Fechter, you have said in the past that most PWM controllers actually work as a "Flyback Converter" because they store up energy between pulses. This increases the PWM "effect" because it means there is more energy "built up" and ready to go when needed.

:arrow: Is this true?
 
No, I said they work like a buck converter.
d is duty cycle.

We'd normally be way over the right on the graph.

Keep in mind that the motor itself is the inductor in a motor controller setup. Anytime you start adding more inductors, transformers, etc, it usually increases losses.
 
safe said:
The problem with geared systems is that those "occasional" dips into the low rpms can literally "pop" your gears all at once. There is a huge "pike" at the low rpms and that translates into trouble for the geared bikes.... one bad shifting decision and the hub might break on you...


I'm not sure PWM's effect on torque is a threat there... low RPMs will likely inspire the operator to downshift, which, on one hand adds torque to the hub (a bigger sprocket is just a bigger lever); but on the other hand the force is spread over a longer period of time. In addition, the low RPMs at the motor will not carry enough rotational momentum to adversely effect the hub & wheel, because the motor doesn't have much mass.

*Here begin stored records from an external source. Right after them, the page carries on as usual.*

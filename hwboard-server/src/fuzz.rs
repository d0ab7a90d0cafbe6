#![cfg(test)]

use async_recursion::async_recursion;
use bolero::generator::TypeGenerator;
use axum::{
    extract::FromRequestParts,
    http::{self, request},
};
use hwboard_api::{
    Comment, CommentId, CommentStats, Error as ApiError, LikeTarget, LikeToggle, NewComment,
    NewRating, NewScore, NewSession, NewTopic, NewUser, Page, Ranked, Rating, RatingId,
    RatingView, Role, Thread, Topic, TopicId, TopicStats, TopicView, User, UserId, UserRating,
};
use hwboard_mock_server::MockServer;
use std::{cmp, fmt::Debug, ops::RangeTo, panic::AssertUnwindSafe, path::Path};
use tower::{Service, ServiceExt};

use crate::{extractors::*, *};

macro_rules! do_tokio_test {
    ( $name:ident, $typ:ty, $fn:expr ) => {
        #[test]
        fn $name() {
            let runtime = AssertUnwindSafe(
                tokio::runtime::Builder::new_current_thread()
                    .enable_all()
                    .build()
                    .expect("failed initializing tokio runtime"),
            );
            bolero::check!()
                .with_type::<$typ>()
                .cloned()
                .for_each(move |v| {
                    let () = runtime.block_on($fn(v));
                })
        }
    };
}

fn build_pg_cluster(data: &Path) -> Option<postgresfixture::cluster::Cluster> {
    let mut runtime = None;
    let mut best_version = None;
    for r in postgresfixture::runtime::Runtime::find_on_path() {
        if let Ok(v) = r.version() {
            match (&mut runtime, &mut best_version) {
                (None, None) => {
                    runtime = Some(r);
                    best_version = Some(v);
                }
                (Some(runtime), Some(best_version)) => {
                    if *best_version < v {
                        *runtime = r;
                        *best_version = v;
                    }
                }
                _ => unreachable!(),
            }
        }
    }
    Some(postgresfixture::cluster::Cluster::new(data, runtime?))
}

macro_rules! do_sqlx_test {
    ( $name:ident, $gen:expr, $fn:expr ) => {
        #[test]
        fn $name() {
            if std::env::var("RUST_LOG").is_ok() {
                tracing_subscriber::fmt::init();
            }
            let lockfile = tempfile::tempfile().expect("creating tempfile");
            let datadir = tempfile::tempdir().expect("creating tempdir");
            let datadir_path: &Path = datadir.as_ref();
            let Some(cluster) = build_pg_cluster(datadir_path) else {
                eprintln!("postgresql is not installed in path, skipping {}", stringify!($name));
                return;
            };
            let datadir_path: &str = datadir_path.to_str().expect("tempdir is not valid utf8");
            postgresfixture::coordinate::run_and_destroy(&cluster, lockfile.into(), || {
                cluster.createdb("test_db").expect("creating test_db database");
                let runtime = AssertUnwindSafe(
                    tokio::runtime::Builder::new_current_thread()
                        .enable_all()
                        .build()
                        .expect("failed initializing tokio runtime"),
                );
                // create test db
                let pool = AssertUnwindSafe(runtime.block_on(async move {
                    let pool = create_sqlx_pool(&format!("postgresql://?host={}&dbname=test_db", datadir_path)).await.expect("creating sqlx pool");
                    MIGRATOR
                        .run(&mut *pool.acquire().await.expect("getting migrator connection"))
                        .await
                        .expect("failed applying migrations");
                    pool
                }));
                bolero::check!()
                    .with_generator($gen)
                    .cloned()
                    .for_each(move |v| {
                        let pool = pool.clone();
                        let idle_before = pool.num_idle();
                        let v_str = format!("{v:?}");
                        let idle_after_res: Result<usize, _> = {
                            let pool = pool.clone();
                            std::panic::catch_unwind(AssertUnwindSafe(|| {
                                runtime.block_on(async move {
                                    let () = $fn(pool.clone(), v).await;
                                    let mut idle_after = pool.num_idle();
                                    let wait_release_since = std::time::Instant::now();
                                    while idle_after < idle_before
                                        && wait_release_since.elapsed()
                                            <= std::time::Duration::from_secs(1)
                                    {
                                        tokio::task::yield_now().await;
                                        idle_after = pool.num_idle();
                                    }
                                    idle_after
                                })
                            }))
                        };
                        runtime.block_on(async move {
                            // cleanup
                            let mut conn =
                                pool.acquire().await.expect("getting db cleanup connection");
                            sqlx::query(include_str!("../reset-test-db.sql"))
                                .execute(&mut *conn)
                                .await
                                .expect("failed cleaning up database");
                        });
                        // resume the panics
                        match idle_after_res {
                            Err(e) => std::panic::resume_unwind(e),
                            Ok(idle_after) => assert!(
                                idle_after >= idle_before,
                                "test {} held onto pool after exiting test: before there were {idle_before} connections, and after there were {idle_after} with value {v_str}",
                                stringify!($name)
                            ),
                        }
                    });
            })
            .expect("coordinating spinup and shutdown of the pg cluster");
        }
    };
}

do_tokio_test!(fuzz_preauth_extractor, String, |token| async move {
    if let Ok(req) = http::Request::builder()
        .method(http::Method::GET)
        .uri("/")
        .header(http::header::AUTHORIZATION, token)
        .body(())
    {
        let mut req = req.into_parts().0;
        let res = PreAuth::from_request_parts(&mut req, &()).await;
        match res {
            Ok(_) => (),
            Err(Error::Api(ApiError::PermissionDenied)) => (),
            Err(e) => panic!("got unexpected error: {e}"),
        }
    }
});

/// Ids are picked among a handful of values, for operations to hit the
/// same objects often
#[derive(Clone, Debug, bolero::generator::TypeGenerator)]
enum FuzzOp {
    CreateUser {
        role: u8,
        name: u8,
    },
    Auth {
        uid: usize,
        device: u8,
    },
    Unauth {
        sid: usize,
    },
    CreateTopic {
        sid: usize,
        id: u8,
        anonymous: bool,
        empty_title: bool,
    },
    DeleteTopic {
        sid: usize,
        id: u8,
    },
    PinTopic {
        sid: usize,
        id: u8,
    },
    LikeTopic {
        sid: usize,
        id: u8,
    },
    CreateComment {
        sid: usize,
        id: u8,
        on_rating: bool,
        thread: u8,
        parent: Option<u8>,
        empty: bool,
    },
    DeleteComment {
        sid: usize,
        id: u8,
    },
    LikeComment {
        sid: usize,
        id: u8,
    },
    CreateRating {
        sid: usize,
        id: u8,
        anonymous: bool,
    },
    Rate {
        sid: usize,
        id: u8,
        score: u8,
    },
    DeleteRating {
        sid: usize,
        id: u8,
    },
    ToggleRatingActive {
        sid: usize,
        id: u8,
    },
    CheckTopic {
        sid: usize,
        id: u8,
    },
    CheckRating {
        sid: usize,
        id: u8,
    },
    CheckComments {
        sid: usize,
        on_rating: bool,
        thread: u8,
    },
    CheckLeaderboard {
        sid: usize,
    },
}

fn small_uuid(prefix: u128, id: u8) -> Uuid {
    Uuid::from_u128((prefix << 64) | u128::from(id % 8))
}

fn topic_id(id: u8) -> TopicId {
    TopicId(small_uuid(1, id))
}

fn comment_id(id: u8) -> CommentId {
    CommentId(small_uuid(2, id))
}

fn rating_id(id: u8) -> RatingId {
    RatingId(small_uuid(3, id))
}

fn thread(on_rating: bool, id: u8) -> Thread {
    match on_rating {
        false => Thread::Topic(topic_id(id)),
        true => Thread::Rating(rating_id(id)),
    }
}

fn thread_path(thread: Thread) -> String {
    match thread {
        Thread::Topic(t) => format!("/api/threads/topic/{}", t.0),
        Thread::Rating(r) => format!("/api/threads/rating/{}", r.0),
    }
}

async fn call<Req, Resp>(
    app: &mut Router,
    req: request::Request<axum::body::Body>,
    req_body: &Req,
) -> Result<Resp, ApiError>
where
    Req: Debug,
    Resp: 'static + for<'de> serde::Deserialize<'de>,
{
    app.ready().await.expect("waiting for app to be ready");
    let resp = app.call(req).await.expect("running request");
    let status = resp.status();
    let body = hyper::body::to_bytes(resp.into_body())
        .await
        .expect("recovering resp bytes");
    if status == http::StatusCode::OK {
        if std::any::TypeId::of::<Resp>() == std::any::TypeId::of::<()>() {
            // the server returns an empty string in this situation, which does not parse properly with serde_json
            return Ok(serde_json::from_slice(b"null").unwrap());
        } else {
            return Ok(serde_json::from_slice(&body).unwrap_or_else(|err| {
                panic!(
                    r#"
                        Failed parsing resp body!

                        The error is the following:
                        ---
                        {err}
                        ---

                        Response body is:
                        ---
                        {body:?}
                        ---

                        Request was:
                        ---
                        {req_body:?}
                        ---
                    "#
                )
            }));
        }
    }
    Err(ApiError::parse(&body)
        .unwrap_or_else(|err| panic!("parsing error response body {err}, body is {body:?}")))
}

It's the shock-loads that kill hubs, not PWM. Like somebody said earlier, breaking a hub requires either an instant application of torque: like a clutch-drop with a heavy flywheel; or the slow application of stump-pulling gearing like 50:1 on a mass so great that it may as well be a stump.

You ain't that fat, and yer gears ain't that low.


8)
 
TylerDurden said:
You ain't that fat, and yer gears ain't that low.

It really depends on what your hubs ability to stand torque really is. The only number I've ever seen published describing a "maximum" for a hub is the Rohloff at 100 Nm. Is that a low number since they have 16 gears and most of them are below 1 to 1? Right now my Lead Acid bike is running peak torque of about 132 Nm at the hub on a freewheel and I'm now nearing 700 miles on the bike. The previous "cheapo" hub broke, but I had thrown a chain in between the hub and frame and tried to crank it at full power, so that probably caused that failure. I've even had plenty of sloppy and overly aggressive shifts on the new freewheel and no problems. (it's a Shimano and seems well built)

:arrow: So it's really hard to know...

You almost have to take the testing into your own hands and simply try stuff and see what works and what doesn't. It might turn out that many hubs can handle over 200 Nm before they break.

But it's the "peak" that matters... and the highest "peaks" do tend to occur during things like shifting.... so maybe hub torque and PWM is overblown as an issue? Maybe it's worth it to just "not care" and see what happens... (it might cost me a hub, but then I'll at least know for sure)
 
Thanks for the links Fetcher (and Malcolm). I had a good read about inductors. sometimes, I like to think I'm learning more :D

I still find the current multiplication you were seeing very surprising. I have 50 amp fuses on two of the phases of my kollmorgen motor with a 26 amp controller at 48 volts. If the current multipliation is a factor of 3 or 4 as a continous output rather than pulses at say 1/4 throttle I surprised they haven't blown by now.